Second, Hannan argues:

Since the early 1990s, most of the national supreme courts of the other EU states, including France’s Conseil d’État and Germany’s Bundesverfassungsgericht, have pushed back, taking opportunities to proclaim their own supremacy. But Britain, lacking a written constitution, has no chance to do so. We are therefore arguably in the weakest position, vis-à-vis the EU institutions, of all the 28 member states.

This, too, is incorrect; it confuses the absence of a written constitution with the absence of a constitution. The UK lacks the former; it does not lack the latter. The point is well illustrated by the Supreme Court’s recent judgment in the HS2 case. It establishes that the effect given to EU law in the UK, and hence the extent to which EU law may prevail over incompatible domestic law, is to be determined by interpreting section 2 of the European Communities Act 1972. And, the Supreme Court said, section 2 falls to be interpreted in the light of fundamental domestic constitutional principles. In the absence of clear language to the contrary (and none exists in section 2) the courts will assume that Parliament did not intend, when enacting section 2, to permit EU law to prevail over basic constitutional values. In HS2 itself, the Supreme Court indicated that this approach could be used, for example, to prevent EU law from overriding constitutional values reflected in the Bill of Rights 1688-9. It is therefore not the case that the absence of a written constitution means that EU law can ride roughshod over fundamental domestic principles.

Third, Hannan conflates two things that bedevil the debate concerning not only the relationship between UK and EU law, but also the debate about the Human Rights Act 1998 and British membership of the European Convention on Human Rights. The two things in question are the sovereignty of Parliament as a domestic-legal institution and the sovereignty of the United Kingdom as a State in international law. Hannan is right to say that Parliament, being sovereign, is at liberty to assert its sovereignty by enacting a Sovereignty Act (although, as we have seen, doing so would be legally meaningless). Crucially, however, asserting sovereignty in this way or in other ways — by, for example, legislating in breach of EU law or the ECHR — would not alter the fact that, as a matter of international law, the United Kingdom, as State, is bound by its obligations under the EU Treaties and the ECHR.
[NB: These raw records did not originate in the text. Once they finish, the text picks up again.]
/*
* Licensed to Elasticsearch B.V. under one or more contributor
* license agreements. See the NOTICE file distributed with
* this work for additional information regarding copyright
* ownership. Elasticsearch B.V. licenses this file to you under
* the Apache License, Version 2.0 (the "License"); you may
* not use this file except in compliance with the License.
* You may obtain a copy of the License at
*
*  http://www.apache.org/licenses/LICENSE-2.0
*
* Unless required by applicable law or agreed to in writing,
* software distributed under the License is distributed on an
* "AS IS" BASIS, WITHOUT WARRANTIES OR CONDITIONS OF ANY
* KIND, either express or implied.  See the License for the
* specific language governing permissions and limitations
* under the License.
*/

//! Turning grids into search trees.

use super::tree::{PlanarTree, SphericalTree, DEFAULT_LEAF_SIZE};
use crate::errors::{GeogridError, GeogridResult};
use gridcloud::errors::ParsingError;
use gridcloud::{Grid, GridSpec, LatLon, EARTH_RADIUS};
use log::info;
use pbr::ProgressBar;
use serde::{Deserialize, Serialize};
use std::convert::TryFrom;
use std::fs::read_to_string;
use std::path::Path;
use std::sync::Arc;
use std::time::Instant;
use yaml_rust::{Yaml, YamlLoader};

/// How geographic points are placed in the space the tree searches.
#[derive(Copy, Clone, Debug, PartialEq, Serialize, Deserialize)]
#[serde(tag = "kind", rename_all = "lowercase")]
pub enum Embedding {
    /// `(lon, lat)` in degrees, searched with the plane metric. Cheap but wrong near the
    /// poles and across the date line.
    Planar,
    /// Points on a sphere, searched by chord length.
    Sphere {
        /// In whatever unit distances should come back in
        radius: f64,
    },
    /// Points on an ellipsoid of revolution, searched by chord length.
    Ellipsoid {
        /// Semi-major axis
        a: f64,
        /// Semi-minor axis
        b: f64,
    },
}

impl Default for Embedding {
    fn default() -> Embedding {
        Embedding::Sphere {
            radius: EARTH_RADIUS,
        }
    }
}

impl Embedding {
    /// 2 for planar, 3 otherwise
    pub fn dimension(&self) -> usize {
        match self {
            Embedding::Planar => 2,
            _ => 3,
        }
    }

    /// Coordinates in 3D. A planar embedding falls back to the earth sphere here.
    pub fn spatial(&self, p: &LatLon) -> [f64; 3] {
        match *self {
            Embedding::Planar => p.to_point3(EARTH_RADIUS).into(),
            Embedding::Sphere { radius } => p.to_point3(radius).into(),
            Embedding::Ellipsoid { a, b } => p.to_point3_ellipsoid(a, b).into(),
        }
    }

    /// Coordinates in the plane, `[lon, lat]`.
    pub fn planar(&self, p: &LatLon) -> [f64; 2] {
        p.to_point2().into()
    }
}

/// A tree built over a grid, in whichever space the builder's embedding asked for. The
/// payload of every point is its index in the grid.
#[derive(Clone, Debug)]
pub enum GridTree {
    /// Built with [`Embedding::Planar`]
    Planar(Arc<PlanarTree>),
    /// Built with a sphere or ellipsoid
    Spherical(Arc<SphericalTree>),
}

impl GridTree {
    ///
    pub fn len(&self) -> usize {
        match self {
            GridTree::Planar(t) => t.len(),
            GridTree::Spherical(t) => t.len(),
        }
    }

    ///
    pub fn is_empty(&self) -> bool {
        self.len() == 0
    }

    /// Bytes held by the tree
    pub fn footprint(&self) -> usize {
        match self {
            GridTree::Planar(t) => t.footprint(),
            GridTree::Spherical(t) => t.footprint(),
        }
    }

    ///
    pub fn dimension(&self) -> usize {
        match self {
            GridTree::Planar(_) => 2,
            GridTree::Spherical(_) => 3,
        }
    }
}

#[derive(Serialize)]
struct TreeParameters<'a> {
    leaf_size: usize,
    embedding: &'a Embedding,
}

/// A construction object for search trees over grids.
///
/// ```yaml
/// ---
/// leaf_size: 16
/// embedding: ellipsoid
/// semi_major: 6378137.0
/// semi_minor: 6356752.314245
/// verbosity: 2
/// ```
#[derive(Clone, Debug, PartialEq)]
pub struct SearchTreeBuilder {
    pub(crate) leaf_size: usize,
    pub(crate) embedding: Embedding,
    pub(crate) verbosity: u32,
}

impl Default for SearchTreeBuilder {
    fn default() -> SearchTreeBuilder {
        SearchTreeBuilder {
            leaf_size: DEFAULT_LEAF_SIZE,
            embedding: Embedding::default(),
            verbosity: 0,
        }
    }
}

impl SearchTreeBuilder {
    /// Creates a new builder with sensible defaults: leaves of 16 points on the earth sphere.
    pub fn new() -> SearchTreeBuilder {
        SearchTreeBuilder::default()
    }

    /// Creates a builder from a yaml file. Keys that are absent keep their defaults.
    pub fn from_yaml<P: AsRef<Path>>(path: P) -> GeogridResult<SearchTreeBuilder> {
        let config = read_to_string(&path)?;
        let file_name = path.as_ref().to_string_lossy();
        let docs = YamlLoader::load_from_str(&config).map_err(|_| {
            GeogridError::ParsingError(ParsingError::MalformedYamlError {
                file_name: file_name.to_string(),
                field: "document".to_string(),
            })
        })?;
        match docs.get(0) {
            Some(doc) => SearchTreeBuilder::from_yaml_doc(doc, &file_name),
            None => Ok(SearchTreeBuilder::default()),
        }
    }

    /// Reads the builder keys out of an already parsed yaml node.
    pub fn from_yaml_doc(params: &Yaml, file_name: &str) -> GeogridResult<SearchTreeBuilder> {
        let malformed = |field: &str| {
            GeogridError::ParsingError(ParsingError::MalformedYamlError {
                file_name: file_name.to_string(),
                field: field.to_string(),
            })
        };
        let missing = |field: &str| {
            GeogridError::ParsingError(ParsingError::MissingYamlError {
                file_name: file_name.to_string(),
                field: field.to_string(),
            })
        };
        let leaf_size = match params["leaf_size"].as_i64() {
            Some(x) if x > 0 => x as usize,
            Some(_) => return Err(malformed("leaf_size")),
            None => DEFAULT_LEAF_SIZE,
        };
        let number = |field: &str| -> GeogridResult<f64> {
            match &params[field] {
                Yaml::Real(_) => params[field].as_f64().ok_or_else(|| malformed(field)),
                Yaml::Integer(i) => Ok(*i as f64),
                Yaml::BadValue | Yaml::Null => Err(missing(field)),
                _ => Err(malformed(field)),
            }
        };
        let embedding = match params["embedding"].as_str().unwrap_or("sphere") {
            "planar" => Embedding::Planar,
            "sphere" => Embedding::Sphere {
                radius: number("radius").or_else(|e| match e {
                    GeogridError::ParsingError(ParsingError::MissingYamlError { .. }) => {
                        Ok(EARTH_RADIUS)
                    }
                    e => Err(e),
                })?,
            },
            "ellipsoid" => Embedding::Ellipsoid {
                a: number("semi_major")?,
                b: number("semi_minor")?,
            },
            _ => return Err(malformed("embedding")),
        };
        let verbosity = match &params["verbosity"] {
            Yaml::Integer(x) => u32::try_from(*x).map_err(|_| malformed("verbosity"))?,
            Yaml::BadValue | Yaml::Null => 0,
            _ => return Err(malformed("verbosity")),
        };
        Ok(SearchTreeBuilder {
            leaf_size,
            embedding,
            verbosity,
        })
    }

    /// Points per leaf, at least one.
    pub fn set_leaf_size(&mut self, x: usize) -> &mut Self {
        self.leaf_size = x.max(1);
        self
    }
    /// See [`Embedding`]
    pub fn set_embedding(&mut self, x: Embedding) -> &mut Self {
        self.embedding = x;
        self
    }
    /// Above 1 a progress bar is drawn while points are gathered.
    pub fn set_verbosity(&mut self, x: u32) -> &mut Self {
        self.verbosity = x;
        self
    }

    ///
    pub fn leaf_size(&self) -> usize {
        self.leaf_size
    }

    ///
    pub fn embedding(&self) -> Embedding {
        self.embedding
    }

    ///
    pub fn verbosity(&self) -> u32 {
        self.verbosity
    }

    /// The parameters that change the tree that gets built, as JSON. Verbosity is left out.
    pub fn parameters_json(&self) -> GeogridResult<String> {
        serde_json::to_string(&TreeParameters {
            leaf_size: self.leaf_size,
            embedding: &self.embedding,
        })
        .map_err(|_| {
            GeogridError::ParsingError(ParsingError::RegularParsingError(
                "unable to serialise tree parameters",
            ))
        })
    }

    fn gather<T, I, F>(&self, points: I, embed: F) -> Vec<(T, usize)>
    where
        I: IntoIterator<Item = LatLon>,
        F: Fn(&LatLon) -> T,
    {
        let points = points.into_iter();
        let mut gathered = Vec::with_capacity(points.size_hint().0);
        if self.verbosity > 1 {
            let mut pb = ProgressBar::new(points.size_hint().0 as u64);
            pb.format("╢▌▌░╟");
            for (i, p) in points.enumerate() {
                gathered.push((embed(&p), i));
                if i % 4096 == 4095 {
                    pb.add(4096);
                }
            }
            pb.finish();
        } else {
            gathered.extend(points.enumerate().map(|(i, p)| (embed(&p), i)));
        }
        gathered
    }

    /// A planar tree over `points`, payloads counting up from zero.
    pub fn build_planar<I: IntoIterator<Item = LatLon>>(&self, points: I) -> PlanarTree {
        let now = Instant::now();
        let embedding = self.embedding;
        let gathered = self.gather(points, |p| embedding.planar(p));
        let mut tree = PlanarTree::with_leaf_size(self.leaf_size);
        tree.build(gathered);
        info!(
            "built planar tree over {} points in {:?}",
            tree.len(),
            now.elapsed()
        );
        tree
    }

    /// A 3D tree over `points`, payloads counting up from zero.
    pub fn build_spherical<I: IntoIterator<Item = LatLon>>(&self, points: I) -> SphericalTree {
        let now = Instant::now();
        let embedding = self.embedding;
        let gathered = self.gather(points, |p| embedding.spatial(p));
        let mut tree = SphericalTree::with_leaf_size(self.leaf_size);
        tree.build(gathered);
        info!(
            "built spherical tree over {} points in {:?}",
            tree.len(),
            now.elapsed()
        );
        tree
    }

    /// Points through the builder's embedding, into the matching kind of tree.
    pub fn build_from_points<I: IntoIterator<Item = LatLon>>(&self, points: I) -> GridTree {
        match self.embedding {
            Embedding::Planar => GridTree::Planar(Arc::new(self.build_planar(points))),
            _ => GridTree::Spherical(Arc::new(self.build_spherical(points))),
        }
    }

    /// A tree over every point of `grid`, in grid order.
    pub fn build_from_grid(&self, grid: &Grid) -> GridTree {
        self.build_from_points(grid.points())
    }

    /// Lays out the grid a spec describes and indexes its points after the spec's
    /// projections (rotation, precision, ...) have been applied.
    pub fn build_from_spec(&self, spec: &GridSpec) -> GeogridResult<GridTree> {
        let grid = Grid::from_spec(spec)?;
        let points = spec.iter(&grid)?;
        Ok(self.build_from_points(points))
    }

    /// Grid index of the point closest to `p` in a tree this builder made.
    pub fn nearest_grid_point(&self, tree: &GridTree, p: &LatLon) -> GeogridResult<usize> {
        match tree {
            GridTree::Planar(t) => Ok(t.nearest_neighbour(self.embedding.planar(p))?.payload),
            GridTree::Spherical(t) => Ok(t.nearest_neighbour(self.embedding.spatial(p))?.payload),
        }
    }
}

#[cfg(test)]
mod tests {
    use super::*;
    use gridcloud::{BoundingBox, PixelOrdering};

    #[test]
    fn yaml_parameters() {
        let docs = YamlLoader::load_from_str(
            "leaf_size: 4\nembedding: ellipsoid\nsemi_major: 6378137.0\nsemi_minor: 6356752\nverbosity: 1\n",
        )
        .unwrap();
        let builder = SearchTreeBuilder::from_yaml_doc(&docs[0], "tree.yml").unwrap();
        assert_eq!(builder.leaf_size(), 4);
        assert_eq!(builder.verbosity(), 1);
        assert_eq!(
            builder.embedding(),
            Embedding::Ellipsoid {
                a: 6378137.0,
                b: 6356752.0
            }
        );

        let docs = YamlLoader::load_from_str("embedding: ellipsoid\nsemi_major: 1.0\n").unwrap();
        let err = SearchTreeBuilder::from_yaml_doc(&docs[0], "tree.yml").unwrap_err();
        assert_eq!(err.to_string(), "missing field 'semi_minor' in tree.yml");

        let docs = YamlLoader::load_from_str("embedding: mercator\n").unwrap();
        assert!(SearchTreeBuilder::from_yaml_doc(&docs[0], "tree.yml").is_err());

        let docs = YamlLoader::load_from_str("verbosity: 0\n").unwrap();
        assert_eq!(
            SearchTreeBuilder::from_yaml_doc(&docs[0], "tree.yml").unwrap(),
            SearchTreeBuilder::new()
        );
    }

    #[test]
    fn verbosity_must_fit_a_counter() {
        for doc in ["verbosity: -1\n", "verbosity: 5000000000\n", "verbosity: loud\n"].iter() {
            let docs = YamlLoader::load_from_str(doc).unwrap();
            let err = SearchTreeBuilder::from_yaml_doc(&docs[0], "tree.yml").unwrap_err();
            assert_eq!(err.to_string(), "malformed field 'verbosity' in tree.yml");
        }
        let docs = YamlLoader::load_from_str("leaf_size: 8\n").unwrap();
        let builder = SearchTreeBuilder::from_yaml_doc(&docs[0], "tree.yml").unwrap();
        assert_eq!(builder.verbosity(), 0);
    }

    #[test]
    fn parameters_ignore_verbosity() {
        let mut loud = SearchTreeBuilder::new();
        loud.set_verbosity(3);
        assert_eq!(
            loud.parameters_json().unwrap(),
            SearchTreeBuilder::new().parameters_json().unwrap()
        );
        loud.set_leaf_size(3);
        assert_ne!(
            loud.parameters_json().unwrap(),
            SearchTreeBuilder::new().parameters_json().unwrap()
        );
    }

    #[test]
    fn grid_points_find_themselves() {
        let grid = Grid::from_spec(&GridSpec::healpix(4, PixelOrdering::Nest)).unwrap();
        let mut builder = SearchTreeBuilder::new();
        builder.set_leaf_size(3);
        let tree = builder.build_from_grid(&grid);
        assert_eq!(tree.len(), 192);
        assert_eq!(tree.dimension(), 3);
        for (i, p) in grid.points().enumerate() {
            assert_eq!(builder.nearest_grid_point(&tree, &p).unwrap(), i);
        }

        builder.set_embedding(Embedding::Planar);
        let grid = Grid::from_spec(&GridSpec::regular(8, 4)).unwrap();
        let tree = builder.build_from_grid(&grid);
        assert_eq!(tree.dimension(), 2);
        for (i, p) in grid.points().enumerate() {
            assert_eq!(builder.nearest_grid_point(&tree, &p).unwrap(), i);
        }
    }

    #[test]
    fn specs_are_projected_before_indexing() {
        // Poles left out, every rotated point is a distinct place on the sphere.
        let spec = GridSpec::regular(8, 4)
            .with_bbox(BoundingBox::new(60.0, 0.0, -60.0, 360.0).unwrap())
            .with_rotation(-40.0, 10.0, 0.0);
        let grid = Grid::from_spec(&spec).unwrap();
        let builder = SearchTreeBuilder::new();
        let tree = builder.build_from_spec(&spec).unwrap();
        let rotated: Vec<LatLon> = spec.iter(&grid).unwrap().collect();
        for (i, p) in rotated.iter().enumerate() {
            assert_eq!(builder.nearest_grid_point(&tree, p).unwrap(), i);
        }
    }
}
It follows that the problem which Hannan perceives cannot be unilaterally resolved by adopting a domestic statute. To suppose that it can reveals a parochial myopia which fails to acknowledge the reality of the UK’s position in international law. Whether enshrining such thinking in legislation makes political sense is, of course, a different matter entirely. But it is important, as the debate about Europe heats up, to be clear that the sort of difficulties perceived by commentators such as Daniel Hannan cannot be legislated away by Westminster. If they are to be addressed at all, they must be tackled by reference to the UK’s treaty obligations, not by the sort of legislative tinkering to which a “Sovereignty Act” would amount.